THE PROBLEM
Reproduce the lines of the listing exactly, beginning at the top, until the line with "pub struct ExponentialBackoff" has been reproduced too.
Segment Open
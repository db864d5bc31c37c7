//! Deduplicating work queue with per-key retry backoff.
//!
//! Semantics follow the usual controller queue contract:
//! - a key waiting in the queue is stored once no matter how often it is added
//! - a key handed out by [`WorkQueue::get`] is not handed out again until
//!   [`WorkQueue::done`] is called for it
//! - a key added while it is being processed is queued again on `done`

use std::collections::{HashMap, HashSet, VecDeque};
use std::hash::Hash;
use std::sync::Arc;
use std::time::Duration;

use parking_lot::Mutex;
use tokio::sync::Notify;

/// Retry delay doubling per consecutive failure, capped at `max`.
#[derive(Debug, Clone, Copy, PartialEq, Eq)]
pub struct ExponentialBackoff {
    pub base: Duration,
    pub max: Duration,
}

impl ExponentialBackoff {
    pub fn new(base: Duration, max: Duration) -> Self {
        Self { base, max }
    }

    /// Delay before the retry following the `failures`-th consecutive failure.
    pub fn delay(&self, failures: u32) -> Duration {
        let exp = failures.saturating_sub(1).min(127);
        let nanos = self.base.as_nanos().saturating_mul(1u128 << exp);
        if nanos >= self.max.as_nanos() {
            return self.max;
        }
        u64::try_from(nanos)
            .map(Duration::from_nanos)
            .unwrap_or(self.max)
    }
}

impl Default for ExponentialBackoff {
    fn default() -> Self {
        Self::new(Duration::from_millis(5), Duration::from_secs(300))
    }
}

#[derive(Debug)]
struct State<K> {
    queue: VecDeque<K>,
    dirty: HashSet<K>,
    processing: HashSet<K>,
    failures: HashMap<K, u32>,
    shutting_down: bool,
}

#[derive(Debug)]
pub struct WorkQueue<K> {
    state: Mutex<State<K>>,
    notify: Notify,
    backoff: ExponentialBackoff,
}

impl<K> WorkQueue<K>
where
    K: Clone + Eq + Hash + Send + 'static,
{
    pub fn new(backoff: ExponentialBackoff) -> Self {
        Self {
            state: Mutex::new(State {
                queue: VecDeque::new(),
                dirty: HashSet::new(),
                processing: HashSet::new(),
                failures: HashMap::new(),
                shutting_down: false,
            }),
            notify: Notify::new(),
            backoff,
        }
    }

    pub fn add(&self, key: K) {
        {
            let mut state = self.state.lock();
            if state.shutting_down || state.dirty.contains(&key) {
                return;
            }
            state.dirty.insert(key.clone());
            if state.processing.contains(&key) {
                return;
            }
            state.queue.push_back(key);
        }
        self.notify.notify_one();
    }

    /// Waits for the next key. Returns `None` once the queue is shut down and drained.
    pub async fn get(&self) -> Option<K> {
        loop {
            let notified = self.notify.notified();
            tokio::pin!(notified);
            notified.as_mut().enable();

            {
                let mut state = self.state.lock();
                if let Some(key) = state.queue.pop_front() {
                    state.dirty.remove(&key);
                    state.processing.insert(key.clone());
                    return Some(key);
                }
                if state.shutting_down {
                    return None;
                }
            }

            notified.await;
        }
    }

    /// Marks `key` as finished; requeues it if it was added meanwhile.
    pub fn done(&self, key: &K) {
        let requeued = {
            let mut state = self.state.lock();
            state.processing.remove(key);
            if state.dirty.contains(key) {
                state.queue.push_back(key.clone());
                true
            } else {
                false
            }
        };
        if requeued {
            self.notify.notify_one();
        }
    }

    /// Schedules `key` to be added after its backoff delay and returns that delay.
    pub fn add_rate_limited(self: &Arc<Self>, key: K) -> Duration {
        let delay = {
            let mut state = self.state.lock();
            let failures = state.failures.entry(key.clone()).or_insert(0);
            *failures += 1;
            self.backoff.delay(*failures)
        };

        let queue = Arc::clone(self);
        tokio::spawn(async move {
            tokio::time::sleep(delay).await;
            queue.add(key);
        });
        delay
    }

    /// Clears the failure history of `key`.
    pub fn forget(&self, key: &K) {
        self.state.lock().failures.remove(key);
    }

    pub fn num_requeues(&self, key: &K) -> u32 {
        self.state.lock().failures.get(key).copied().unwrap_or(0)
    }

    pub fn shut_down(&self) {
        self.state.lock().shutting_down = true;
        self.notify.notify_waiters();
    }

    /// Number of keys waiting to be handed out.
    pub fn len(&self) -> usize {
        self.state.lock().queue.len()
    }

    pub fn is_empty(&self) -> bool {
        self.len() == 0
    }
}

#[cfg(test)]
mod tests {
    use super::*;
    use tokio::time::timeout;

    fn queue() -> Arc<WorkQueue<String>> {
        Arc::new(WorkQueue::new(ExponentialBackoff::new(
            Duration::from_millis(1),
            Duration::from_millis(20),
        )))
    }

    #[test]
    fn test_backoff_doubles_and_caps() {
        let b = ExponentialBackoff::new(Duration::from_millis(5), Duration::from_millis(100));
        assert_eq!(b.delay(1), Duration::from_millis(5));
        assert_eq!(b.delay(2), Duration::from_millis(10));
        assert_eq!(b.delay(4), Duration::from_millis(40));
        assert_eq!(b.delay(6), Duration::from_millis(100));
        assert_eq!(b.delay(u32::MAX), Duration::from_millis(100));
    }

    #[tokio::test]
    async fn test_queued_keys_are_deduplicated() {
        let q = queue();
        q.add("a".to_string());
        q.add("b".to_string());
        q.add("a".to_string());
        assert_eq!(q.len(), 2);

        assert_eq!(q.get().await.as_deref(), Some("a"));
        assert_eq!(q.get().await.as_deref(), Some("b"));
        assert!(q.is_empty());
    }

    #[tokio::test]
    async fn test_key_added_while_processing_is_requeued_on_done() {
        let q = queue();
        q.add("a".to_string());
        let key = q.get().await.unwrap();

        q.add("a".to_string());
        assert!(q.is_empty(), "key in flight must not be handed out twice");

        q.done(&key);
        assert_eq!(q.len(), 1);
        assert_eq!(q.get().await.as_deref(), Some("a"));
    }

    #[tokio::test]
    async fn test_get_waits_for_add() {
        let q = queue();
        let waiter = {
            let q = Arc::clone(&q);
            tokio::spawn(async move { q.get().await })
        };
        tokio::task::yield_now().await;
        q.add("late".to_string());

        let got = timeout(Duration::from_secs(1), waiter).await.unwrap().unwrap();
        assert_eq!(got.as_deref(), Some("late"));
    }

    #[tokio::test]
    async fn test_shut_down_releases_waiters() {
        let q = queue();
        let waiter = {
            let q = Arc::clone(&q);
            tokio::spawn(async move { q.get().await })
        };
        tokio::task::yield_now().await;
        q.shut_down();

        let got = timeout(Duration::from_secs(1), waiter).await.unwrap().unwrap();
        assert_eq!(got, None);
        q.add("ignored".to_string());
        assert!(q.is_empty());
    }

    #[tokio::test]
    async fn test_rate_limited_add_tracks_failures() {
        let q = queue();
        let key = "a".to_string();
        assert_eq!(q.add_rate_limited(key.clone()), Duration::from_millis(1));
        assert_eq!(q.add_rate_limited(key.clone()), Duration::from_millis(2));
        assert_eq!(q.num_requeues(&key), 2);

        let got = timeout(Duration::from_secs(1), q.get()).await.unwrap();
        assert_eq!(got, Some(key.clone()));

        q.forget(&key);
        assert_eq!(q.num_requeues(&key), 0);
    }
}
Segment Closed
TASK RESULT
repository db864d5bc31c37c7
//! Deduplicating work queue with per-key retry backoff.
//!
//! Semantics follow the usual controller queue contract:
//! - a key waiting in the queue is stored once no matter how often it is added
//! - a key handed out by [`WorkQueue::get`] is not handed out again until
//!   [`WorkQueue::done`] is called for it
//! - a key added while it is being processed is queued again on `done`

use std::collections::{HashMap, HashSet, VecDeque};
use std::hash::Hash;
use std::sync::Arc;
use std::time::Duration;

use parking_lot::Mutex;
use tokio::sync::Notify;

/// Retry delay doubling per consecutive failure, capped at `max`.
#[derive(Debug, Clone, Copy, PartialEq, Eq)]
pub struct ExponentialBackoff {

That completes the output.